There was a time when private investigators looking for dirt on a subject would have to go to the local newspaper, trying to get an overworked employee to let them search through back issues for bad publicity.

Nowadays, of course, there is Google. But Willingham says that should just be your starting point.

Some newspapers will let your search their entire archives online for free, or for just the cost of a subscription. There are also paid databases such as LexisNexis, but they can be expensive. So Willingham suggests a seemingly old school approach: going to the library.

"A lot of times you'll find local libraries will have access to historical newspaper databases, so you can go down to your local library and in many cases you can log in through your local library and get that information," he said. "So it's a great source of information that should not be missed."

And while you are online at the library or at home, do not forget social media, where pretty much everyone — intentionally or otherwise — reveals things about themselves.

"In some cases, they're posting things to make themselves look bigger and grander than they really are. For example, an investment professional might be posting pictures of their beautiful house, or their beautiful cars, to kind of show the public that they are very wealthy or they have an enormous amount of wealth to give the impression that they have a lot of things," Willingham said. "Obviously you want to look for the red flags. If they're saying horrible things about certain groups of people or types of people, if they are sort of flashing their wealth, that's something that I certainly would be concerned about."

How to dig into newspaper archives

The personal touch

Do not limit yourself to searching online.

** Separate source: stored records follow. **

//! Common types and traits for the idol board geometry.
//!
//! This module defines the cell coordinate type, axis-aligned cell rectangles
//! and the `Spanning` trait shared by everything that occupies grid cells.

use serde::{Deserialize, Serialize};
use utoipa::ToSchema;

/// Number of rows on the idol board.
pub const GRID_ROWS: usize = 7;

/// Number of columns on the idol board.
pub const GRID_COLS: usize = 6;

/// Total number of cells on the board, blocked cells included.
pub const GRID_CELLS: usize = GRID_ROWS * GRID_COLS;

/// A cell coordinate on the board.
///
/// Rows grow downwards, columns grow to the right. `(0, 0)` is the top-left cell.
///
/// # Examples
/// ```
/// use idol_planner::types::CellPos;
///
/// let pos = CellPos::new(2, 3);
/// assert_eq!(pos.index(), 15);
/// assert_eq!(CellPos::from_index(15), pos);
/// ```
#[derive(
    Clone, Copy, Debug, PartialEq, Eq, Hash, PartialOrd, Ord, Serialize, Deserialize, ToSchema,
)]
pub struct CellPos {
    pub row: usize,
    pub col: usize,
}

impl CellPos {
    /// Creates a new cell coordinate.
    #[inline]
    pub const fn new(row: usize, col: usize) -> Self {
        Self { row, col }
    }

    /// The top-left cell.
    #[inline]
    pub const fn origin() -> Self {
        Self::new(0, 0)
    }

    /// Row-major index of the cell.
    #[inline]
    pub const fn index(&self) -> usize {
        self.row * GRID_COLS + self.col
    }

    /// Inverse of [`CellPos::index`].
    #[inline]
    pub const fn from_index(index: usize) -> Self {
        Self::new(index / GRID_COLS, index % GRID_COLS)
    }

    /// Checks whether the coordinate lies on the board.
    #[inline]
    pub const fn is_on_board(&self) -> bool {
        self.row < GRID_ROWS && self.col < GRID_COLS
    }

    /// Iterates over every board cell in row-major order.
    pub fn row_major() -> impl Iterator<Item = CellPos> {
        (0..GRID_CELLS).map(CellPos::from_index)
    }
}

impl From<(usize, usize)> for CellPos {
    #[inline]
    fn from((row, col): (usize, usize)) -> Self {
        Self::new(row, col)
    }
}

impl std::fmt::Display for CellPos {
    fn fmt(&self, f: &mut std::fmt::Formatter<'_>) -> std::fmt::Result {
        write!(f, "({}, {})", self.row, self.col)
    }
}

/// Trait for objects that span a rectangle of cells.
pub trait Spanning {
    /// Returns `(width, height)` in cells.
    fn span(&self) -> (usize, usize);

    /// Number of cells covered.
    fn area(&self) -> usize {
        let (width, height) = self.span();
        width * height
    }
}

/// Axis-aligned rectangle of cells, anchored at its top-left cell.
///
/// `width` counts columns, `height` counts rows.
#[derive(Clone, Copy, Debug, PartialEq, Eq)]
pub struct CellRect {
    pub origin: CellPos,
    pub width: usize,
    pub height: usize,
}

impl CellRect {
    /// Creates a new rectangle.
    #[inline]
    pub const fn new(origin: CellPos, width: usize, height: usize) -> Self {
        Self {
            origin,
            width,
            height,
        }
    }

    /// Exclusive end row, saturating for anchors far off the board.
    #[inline]
    pub const fn end_row(&self) -> usize {
        self.origin.row.saturating_add(self.height)
    }

    /// Exclusive end column, saturating for anchors far off the board.
    #[inline]
    pub const fn end_col(&self) -> usize {
        self.origin.col.saturating_add(self.width)
    }

    /// Checks if the rectangle lies completely on the board.
    #[inline]
    pub const fn fits_on_board(&self) -> bool {
        self.origin.is_on_board() && self.end_row() <= GRID_ROWS && self.end_col() <= GRID_COLS
    }

    /// Checks if two rectangles share at least one cell.
    ///
    /// Same separating-axis test as for bounding boxes: the rectangles do NOT
    /// intersect if they are separated along either axis.
    #[inline]
    pub fn intersects(&self, other: &Self) -> bool {
        !(self.end_col() <= other.origin.col
            || other.end_col() <= self.origin.col
            || self.end_row() <= other.origin.row
            || other.end_row() <= self.origin.row)
    }

    /// Checks if a cell lies inside the rectangle.
    #[inline]
    pub fn contains(&self, pos: CellPos) -> bool {
        pos.row >= self.origin.row
            && pos.row < self.end_row()
            && pos.col >= self.origin.col
            && pos.col < self.end_col()
    }

    /// Iterates over the covered cells in row-major order.
    pub fn cells(&self) -> impl Iterator<Item = CellPos> + use<> {
        let (start_col, end_col) = (self.origin.col, self.end_col());
        (self.origin.row..self.end_row())
            .flat_map(move |row| (start_col..end_col).map(move |col| CellPos::new(row, col)))
    }
}

impl Spanning for CellRect {
    fn span(&self) -> (usize, usize) {
        (self.width, self.height)
    }
}

#[cfg(test)]
mod tests {
    use super::*;

    #[test]
    fn test_index_round_trip_covers_board() {
        let all: Vec<CellPos> = CellPos::row_major().collect();
        assert_eq!(all.len(), GRID_CELLS);
        assert_eq!(all[0], CellPos::origin());
        assert_eq!(all[GRID_COLS], CellPos::new(1, 0));
        assert_eq!(all[GRID_CELLS - 1], CellPos::new(GRID_ROWS - 1, GRID_COLS - 1));
        for (idx, pos) in all.iter().enumerate() {
            assert_eq!(pos.index(), idx);
        }
    }

    #[test]
    fn test_rect_cells_row_major() {
        let rect = CellRect::new(CellPos::new(5, 0), 2, 2);
        let cells: Vec<CellPos> = rect.cells().collect();
        assert_eq!(
            cells,
            vec![
                CellPos::new(5, 0),
                CellPos::new(5, 1),
                CellPos::new(6, 0),
                CellPos::new(6, 1)
            ]
        );
        assert_eq!(rect.area(), 4);
    }

    #[test]
    fn test_rect_fits_on_board() {
        assert!(CellRect::new(CellPos::new(4, 3), 3, 3).fits_on_board());
        assert!(!CellRect::new(CellPos::new(5, 3), 3, 3).fits_on_board());
        assert!(!CellRect::new(CellPos::new(0, 4), 3, 1).fits_on_board());
    }

    #[test]
    fn test_far_off_anchor_does_not_wrap() {
        let rect = CellRect::new(CellPos::new(usize::MAX, 1), 1, 2);
        assert_eq!(rect.end_row(), usize::MAX);
        assert!(!rect.fits_on_board());
        assert_eq!(rect.cells().count(), 0);

        let wide = CellRect::new(CellPos::new(0, usize::MAX - 1), 3, 1);
        assert!(!wide.fits_on_board());
        assert!(!wide.contains(CellPos::new(0, 0)));
    }

    #[test]
    fn test_rect_intersects() {
        let a = CellRect::new(CellPos::new(0, 0), 2, 2);
        let b = CellRect::new(CellPos::new(1, 1), 2, 2);
        let c = CellRect::new(CellPos::new(0, 2), 1, 3);

        assert!(a.intersects(&b));
        assert!(!a.intersects(&c));
        assert!(b.intersects(&c));
    }

    #[test]
    fn test_rect_contains() {
        let rect = CellRect::new(CellPos::new(1, 1), 3, 1);
        assert!(rect.contains(CellPos::new(1, 3)));
        assert!(!rect.contains(CellPos::new(1, 4)));
        assert!(!rect.contains(CellPos::new(2, 1)));
    }
}
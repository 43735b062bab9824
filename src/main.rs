// src/main.rs
use idol_planner::api;
use idol_planner::catalog::Catalog;
use idol_planner::config::AppConfig;

#[tokio::main]
async fn main() {
    if let Err(err) = dotenvy::dotenv() {
        if !matches!(err, dotenvy::Error::Io(ref io_err) if io_err.kind() == std::io::ErrorKind::NotFound)
        {
            eprintln!("⚠️ Could not load .env: {}", err);
        }
    }

    let app_config = AppConfig::from_env();
    let api_config = app_config.api.clone();
    let optimizer_config = app_config.optimizer.clone();

    println!("🚀 Idol planner starting...");
    let catalog = match app_config.catalog.path() {
        Some(path) => match Catalog::load(path) {
            Ok(catalog) => {
                println!(
                    "📦 Loaded {} modifiers from {}",
                    catalog.modifier_count(),
                    path.display()
                );
                catalog
            }
            Err(err) => {
                eprintln!(
                    "⚠️ Could not load catalog from {}: {}. Using standard footprints without modifiers.",
                    path.display(),
                    err
                );
                Catalog::empty()
            }
        },
        None => {
            println!("⚠️ IDOL_PLANNER_CATALOG_PATH not set. Using standard footprints without modifiers.");
            Catalog::empty()
        }
    };

    api::start_api_server(api_config, optimizer_config, catalog).await;
}
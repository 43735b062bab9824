use std::env;
use std::net::{IpAddr, Ipv4Addr, Ipv6Addr, SocketAddr};
use std::path::{Path, PathBuf};

use crate::optimizer::{PackingConfig, PackingStrategy};

/// Complete application configuration, loaded from environment variables or default values.
#[derive(Clone, Debug)]
pub struct AppConfig {
    pub api: ApiConfig,
    pub catalog: CatalogConfig,
    pub optimizer: OptimizerConfig,
}

impl AppConfig {
    /// Creates a configuration from the currently available environment variables.
    pub fn from_env() -> Self {
        Self {
            api: ApiConfig::from_env(),
            catalog: CatalogConfig::from_env(),
            optimizer: OptimizerConfig::from_env(),
        }
    }
}

/// Configuration for the API server.
#[derive(Clone, Debug)]
pub struct ApiConfig {
    bind_ip: IpAddr,
    display_host: String,
    port: u16,
}

impl ApiConfig {
    const DEFAULT_HOST: &'static str = "0.0.0.0";
    const DEFAULT_PORT: u16 = 8080;
    const HOST_VAR: &'static str = "IDOL_PLANNER_API_HOST";
    const PORT_VAR: &'static str = "IDOL_PLANNER_API_PORT";

    fn from_env() -> Self {
        let host_value =
            env_string(Self::HOST_VAR).unwrap_or_else(|| Self::DEFAULT_HOST.to_string());
        let (bind_ip, effective_host) = match host_value.parse::<IpAddr>() {
            Ok(ip) => (ip, host_value),
            Err(err) => {
                eprintln!(
                    "⚠️ Could not parse {} ('{}'): {}. Using {}.",
                    Self::HOST_VAR,
                    host_value,
                    err,
                    Self::DEFAULT_HOST
                );
                (
                    IpAddr::V4(Ipv4Addr::UNSPECIFIED),
                    Self::DEFAULT_HOST.to_string(),
                )
            }
        };

        let port = match env_string(Self::PORT_VAR) {
            Some(raw) => match raw.parse::<u16>() {
                Ok(value) if value != 0 => value,
                Ok(_) => {
                    eprintln!(
                        "⚠️ {} must not be 0. Using {}.",
                        Self::PORT_VAR,
                        Self::DEFAULT_PORT
                    );
                    Self::DEFAULT_PORT
                }
                Err(err) => {
                    eprintln!(
                        "⚠️ Could not parse {} ('{}'): {}. Using {}.",
                        Self::PORT_VAR,
                        raw,
                        err,
                        Self::DEFAULT_PORT
                    );
                    Self::DEFAULT_PORT
                }
            },
            None => Self::DEFAULT_PORT,
        };

        Self {
            bind_ip,
            display_host: effective_host,
            port,
        }
    }

    /// Socket address to bind the server to.
    pub fn socket_addr(&self) -> SocketAddr {
        SocketAddr::new(self.bind_ip, self.port)
    }

    /// Visible hostname for logging and hints.
    pub fn display_host(&self) -> &str {
        &self.display_host
    }

    /// Configured port.
    pub fn port(&self) -> u16 {
        self.port
    }

    /// Indicates whether binding to all interfaces.
    pub fn binds_to_all_interfaces(&self) -> bool {
        match self.bind_ip {
            IpAddr::V4(addr) => addr == Ipv4Addr::UNSPECIFIED,
            IpAddr::V6(addr) => addr == Ipv6Addr::UNSPECIFIED,
        }
    }
}

/// Where the modifier database is read from.
#[derive(Clone, Debug, Default)]
pub struct CatalogConfig {
    path: Option<PathBuf>,
}

impl CatalogConfig {
    const PATH_VAR: &'static str = "IDOL_PLANNER_CATALOG_PATH";

    fn from_env() -> Self {
        Self {
            path: env_string(Self::PATH_VAR).map(PathBuf::from),
        }
    }

    /// Path of the JSON database; `None` means standard footprints and no modifiers.
    pub fn path(&self) -> Option<&Path> {
        self.path.as_deref()
    }
}

/// Configuration for the packing optimizer.
#[derive(Clone, Debug)]
pub struct OptimizerConfig {
    packing: PackingConfig,
}

impl OptimizerConfig {
    const RESTARTS_VAR: &'static str = "IDOL_PLANNER_RESTARTS";
    const SEED_VAR: &'static str = "IDOL_PLANNER_SEED";
    const STRATEGY_VAR: &'static str = "IDOL_PLANNER_STRATEGY";
    const BUDGET_VAR: &'static str = "IDOL_PLANNER_EXHAUSTIVE_BUDGET";
    const ITEM_LIMIT_VAR: &'static str = "IDOL_PLANNER_EXHAUSTIVE_ITEM_LIMIT";
    const PRESEED_VAR: &'static str = "IDOL_PLANNER_PRESEED";

    fn from_env() -> Self {
        let restarts = parse_usize_with_warning(
            Self::RESTARTS_VAR,
            env_string(Self::RESTARTS_VAR),
            PackingConfig::DEFAULT_RESTARTS,
            |value| value > 0,
            "must be greater than 0",
            "Warning: Fewer restarts may leave avoidable gaps on the board",
        );

        let exhaustive_budget = parse_usize_with_warning(
            Self::BUDGET_VAR,
            env_string(Self::BUDGET_VAR),
            PackingConfig::DEFAULT_EXHAUSTIVE_BUDGET,
            |value| value > 0,
            "must be greater than 0",
            "Warning: Adjusted search budget changes exhaustive packing run time",
        );

        let exhaustive_item_limit = parse_usize_with_warning(
            Self::ITEM_LIMIT_VAR,
            env_string(Self::ITEM_LIMIT_VAR),
            PackingConfig::DEFAULT_EXHAUSTIVE_ITEM_LIMIT,
            |value| value <= PackingConfig::MAX_EXHAUSTIVE_ITEMS,
            "must be at most 16",
            "Warning: Adjusted item limit changes when auto mode searches exhaustively",
        );

        let seed = env_string(Self::SEED_VAR).and_then(|raw| parse_seed(&raw, Self::SEED_VAR));

        let strategy = env_string(Self::STRATEGY_VAR)
            .and_then(|raw| parse_strategy(&raw, Self::STRATEGY_VAR))
            .unwrap_or(PackingConfig::DEFAULT_STRATEGY);

        let preseed = env_string(Self::PRESEED_VAR)
            .and_then(|raw| parse_bool(&raw, Self::PRESEED_VAR))
            .unwrap_or(PackingConfig::DEFAULT_PRESEED);

        let packing = PackingConfig::builder()
            .restarts(restarts)
            .seed(seed)
            .strategy(strategy)
            .preseed(preseed)
            .exhaustive_budget(exhaustive_budget)
            .exhaustive_item_limit(exhaustive_item_limit)
            .build();

        Self { packing }
    }

    /// Returns the configured PackingConfig.
    pub fn packing_config(&self) -> PackingConfig {
        self.packing
    }
}

fn env_string(name: &str) -> Option<String> {
    match env::var(name) {
        Ok(value) => {
            let trimmed = value.trim();
            if trimmed.is_empty() {
                None
            } else {
                Some(trimmed.to_owned())
            }
        }
        Err(env::VarError::NotPresent) => None,
        Err(err) => {
            eprintln!(
                "⚠️ Access to {} failed: {}. Using default value.",
                name, err
            );
            None
        }
    }
}

fn parse_bool(raw: &str, var_name: &str) -> Option<bool> {
    match raw.trim().to_ascii_lowercase().as_str() {
        "1" | "true" | "yes" | "y" | "on" => Some(true),
        "0" | "false" | "no" | "n" | "off" => Some(false),
        other => {
            eprintln!(
                "⚠️ Could not interpret {} ('{}') as boolean value. Using default value.",
                var_name, other
            );
            None
        }
    }
}

fn parse_strategy(raw: &str, var_name: &str) -> Option<PackingStrategy> {
    let parsed = PackingStrategy::parse(raw);
    if parsed.is_none() {
        eprintln!(
            "⚠️ Unknown packing strategy in {} ('{}'). Using {}.",
            var_name,
            raw,
            PackingConfig::DEFAULT_STRATEGY.code()
        );
    }
    parsed
}

fn parse_seed(raw: &str, var_name: &str) -> Option<u64> {
    match raw.trim().parse::<u64>() {
        Ok(seed) => Some(seed),
        Err(err) => {
            eprintln!(
                "⚠️ Could not parse {} ('{}') as seed: {}. Using a random seed.",
                var_name, raw, err
            );
            None
        }
    }
}

fn parse_usize_with_warning(
    var_name: &str,
    raw: Option<String>,
    default: usize,
    validator: impl Fn(usize) -> bool,
    invalid_hint: &str,
    warning: &str,
) -> usize {
    match raw {
        Some(raw) => match raw.parse::<usize>() {
            Ok(value) => {
                if !validator(value) {
                    eprintln!(
                        "⚠️ {} contains invalid value '{}': {}. Using {}.",
                        var_name, raw, invalid_hint, default
                    );
                    default
                } else {
                    if value != default {
                        println!("⚠️ {} ({} = {}).", warning, var_name, value);
                    }
                    value
                }
            }
            Err(err) => {
                eprintln!(
                    "⚠️ Could not parse {} ('{}') as number: {}. Using {}.",
                    var_name, raw, err, default
                );
                default
            }
        },
        None => default,
    }
}
//! The 7×6 idol board: snapshot, placement validation and pure mutation.
//!
//! A `Grid` is a value. `place`, `remove` and `move_idol` never touch `self`;
//! they return a fresh snapshot so callers can keep history around.

use std::collections::HashSet;
use std::sync::Arc;

use crate::catalog::FootprintCatalog;
use crate::geometry::{covers_blocked, footprint_rect, is_blocked_pos};
use crate::model::{Idol, IdolId};
use crate::types::{CellPos, GRID_COLS, GRID_ROWS};

/// Content of an occupied cell: the idol and the anchor of its footprint.
#[derive(Clone, Debug, PartialEq)]
pub struct Occupant {
    pub idol: Arc<Idol>,
    pub position: CellPos,
}

/// Reasons why an idol cannot be placed at a position.
#[derive(Clone, Copy, Debug, PartialEq, Eq, Hash)]
pub enum PlacementFailure {
    UnknownType,
    SizeTooLarge,
    BlockedCells,
    Overlapping,
}

impl PlacementFailure {
    pub fn code(&self) -> &'static str {
        match self {
            PlacementFailure::UnknownType => "unknown_type",
            PlacementFailure::SizeTooLarge => "size_too_large",
            PlacementFailure::BlockedCells => "blocked_cells",
            PlacementFailure::Overlapping => "overlapping",
        }
    }
}

impl std::fmt::Display for PlacementFailure {
    fn fmt(&self, f: &mut std::fmt::Formatter<'_>) -> std::fmt::Result {
        match self {
            PlacementFailure::UnknownType => write!(f, "Unknown idol type"),
            PlacementFailure::SizeTooLarge => {
                write!(f, "Idol does not fit on the board at this position")
            }
            PlacementFailure::BlockedCells => write!(f, "Idol would cover a blocked cell"),
            PlacementFailure::Overlapping => write!(f, "Idol would overlap another idol"),
        }
    }
}

impl std::error::Error for PlacementFailure {}

/// Snapshot of the board.
#[derive(Clone, Debug, Default, PartialEq)]
pub struct Grid {
    cells: [[Option<Occupant>; GRID_COLS]; GRID_ROWS],
}

impl Grid {
    /// Creates an empty board.
    pub fn new() -> Self {
        Self::default()
    }

    /// Content of a cell; `None` for empty, blocked or off-board cells.
    pub fn cell(&self, pos: CellPos) -> Option<&Occupant> {
        if !pos.is_on_board() {
            return None;
        }
        self.cells[pos.row][pos.col].as_ref()
    }

    /// Checks whether a cell holds part of an idol.
    pub fn is_occupied(&self, pos: CellPos) -> bool {
        self.cell(pos).is_some()
    }

    /// Number of filled cells. Blocked cells are never filled.
    pub fn filled_cells(&self) -> usize {
        self.cells.iter().flatten().filter(|c| c.is_some()).count()
    }

    /// Every placed idol once, with its anchor, in row-major anchor order.
    pub fn placed_idols(&self) -> Vec<(CellPos, Arc<Idol>)> {
        let mut seen = HashSet::new();
        let mut placed = Vec::new();
        for pos in CellPos::row_major() {
            if let Some(occupant) = self.cell(pos) {
                if seen.insert(occupant.position) {
                    placed.push((occupant.position, Arc::clone(&occupant.idol)));
                }
            }
        }
        placed
    }

    /// Anchor of the idol with the given id, if it is on the board.
    pub fn anchor_of(&self, id: IdolId) -> Option<CellPos> {
        self.cells
            .iter()
            .flatten()
            .flatten()
            .find(|occupant| occupant.idol.id == id)
            .map(|occupant| occupant.position)
    }

    pub fn contains_idol(&self, id: IdolId) -> bool {
        self.anchor_of(id).is_some()
    }

    /// Matrix of idol ids for rendering, `None` for empty cells.
    pub fn id_matrix(&self) -> Vec<Vec<Option<IdolId>>> {
        self.cells
            .iter()
            .map(|row| row.iter().map(|c| c.as_ref().map(|o| o.idol.id)).collect())
            .collect()
    }

    /// Checks whether `idol` fits with its top-left cell at `top_left`.
    ///
    /// Checks in order, stopping at the first failure:
    /// 1. the type has a footprint (`UnknownType`)
    /// 2. the footprint stays on the board (`SizeTooLarge`)
    /// 3. per covered cell: blocked (`BlockedCells`) or held by another idol (`Overlapping`)
    ///
    /// An idol whose id is already on the board is rejected as `Overlapping`
    /// wherever it is aimed; use [`Grid::move_idol`] to reposition it.
    pub fn validate(
        &self,
        footprints: &FootprintCatalog,
        idol: &Idol,
        top_left: CellPos,
    ) -> Result<(), PlacementFailure> {
        self.check_placement(footprints, idol, top_left, None)
    }

    /// Same checks as [`Grid::validate`], with cells of the idol `moving`
    /// treated as free.
    fn check_placement(
        &self,
        footprints: &FootprintCatalog,
        idol: &Idol,
        top_left: CellPos,
        moving: Option<IdolId>,
    ) -> Result<(), PlacementFailure> {
        let footprint = footprints
            .get(&idol.type_id)
            .ok_or(PlacementFailure::UnknownType)?;

        let rect = footprint_rect(top_left, footprint);
        if !rect.fits_on_board() {
            return Err(PlacementFailure::SizeTooLarge);
        }

        for pos in rect.cells() {
            if is_blocked_pos(pos) {
                return Err(PlacementFailure::BlockedCells);
            }
            if let Some(occupant) = self.cell(pos) {
                if Some(occupant.idol.id) != moving {
                    return Err(PlacementFailure::Overlapping);
                }
            }
        }

        if moving != Some(idol.id) && self.contains_idol(idol.id) {
            return Err(PlacementFailure::Overlapping);
        }

        Ok(())
    }

    /// Returns a new board with `idol` stamped into every cell of its footprint.
    ///
    /// Overlap is not checked; call [`Grid::validate`] first. Unknown types,
    /// off-board rectangles and rectangles touching blocked cells leave the
    /// board unchanged, so the blocked layout can never be written to.
    pub fn place(&self, footprints: &FootprintCatalog, idol: &Idol, top_left: CellPos) -> Grid {
        let mut next = self.clone();
        let Some(footprint) = footprints.get(&idol.type_id) else {
            return next;
        };
        let rect = footprint_rect(top_left, footprint);
        if !rect.fits_on_board() || covers_blocked(&rect) {
            return next;
        }

        let placed = Arc::new(idol.with_placed(true));
        for pos in rect.cells() {
            next.cells[pos.row][pos.col] = Some(Occupant {
                idol: Arc::clone(&placed),
                position: top_left,
            });
        }
        next
    }

    /// Validates, then places.
    pub fn try_place(
        &self,
        footprints: &FootprintCatalog,
        idol: &Idol,
        top_left: CellPos,
    ) -> Result<Grid, PlacementFailure> {
        self.validate(footprints, idol, top_left)?;
        Ok(self.place(footprints, idol, top_left))
    }

    /// Returns a new board without the idol anchored at `anchor`.
    ///
    /// Nothing anchored there means an unchanged copy.
    pub fn remove(&self, footprints: &FootprintCatalog, anchor: CellPos) -> Grid {
        let mut next = self.clone();
        let Some(occupant) = self.cell(anchor).filter(|o| o.position == anchor) else {
            return next;
        };

        let id = occupant.idol.id;
        match footprints.get(&occupant.idol.type_id) {
            Some(footprint) => {
                for pos in footprint_rect(anchor, footprint).cells() {
                    if pos.is_on_board() {
                        next.cells[pos.row][pos.col] = None;
                    }
                }
            }
            // The footprint table changed under a loaded snapshot: clear by identity.
            None => {
                for cell in next.cells.iter_mut().flatten() {
                    if cell.as_ref().is_some_and(|o| o.idol.id == id) {
                        *cell = None;
                    }
                }
            }
        }
        next
    }

    /// Moves the idol anchored at `from` so it is anchored at `to`.
    ///
    /// The idol's own cells do not block the move.
    pub fn move_idol(
        &self,
        footprints: &FootprintCatalog,
        from: CellPos,
        to: CellPos,
    ) -> Result<Grid, PlacementFailure> {
        let Some(occupant) = self.cell(from).filter(|o| o.position == from) else {
            return Ok(self.clone());
        };
        let idol = Arc::clone(&occupant.idol);
        self.check_placement(footprints, &idol, to, Some(idol.id))?;
        Ok(self.remove(footprints, from).place(footprints, &idol, to))
    }

    /// Rebuilds a board from a list of placements, validating each one.
    pub fn from_placements<'a>(
        footprints: &FootprintCatalog,
        placements: impl IntoIterator<Item = (CellPos, &'a Idol)>,
    ) -> Result<Grid, (IdolId, PlacementFailure)> {
        let mut grid = Grid::new();
        for (pos, idol) in placements {
            grid = grid
                .try_place(footprints, idol, pos)
                .map_err(|failure| (idol.id, failure))?;
        }
        Ok(grid)
    }
}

Sometimes there is no substitute for personal contact.

If your subject has provided references, by all means check them out. But Willingham says do not stop there.

"What I tend to do is I find people who are independent, who may have worked with them, been business partners, had some sort of relationship with them, and to call them sort of out of the blue, and to get sort of the real story," Willingham said, "because what you tend to find is when you catch people who are not waiting for a phone call for a reference, they'll give you a more unvarnished opinion about somebody."

Penny wise, pound foolish

Now that you have these new tools, use them wisely. They can provide a starting point, but it still may make sense to get some experienced help.

"You want to do your homework, and you want to do as much information as you can, But at some point, you may want to consult a professional," Willingham said. "It's like any professional business."

Of course, all of this comes too late for KC Clarke and Doug Carlile. There is no telling whether a little bit of homework would have saved their lives, but it might have given them a fighting chance against a slick operator in North Dakota's oil patch.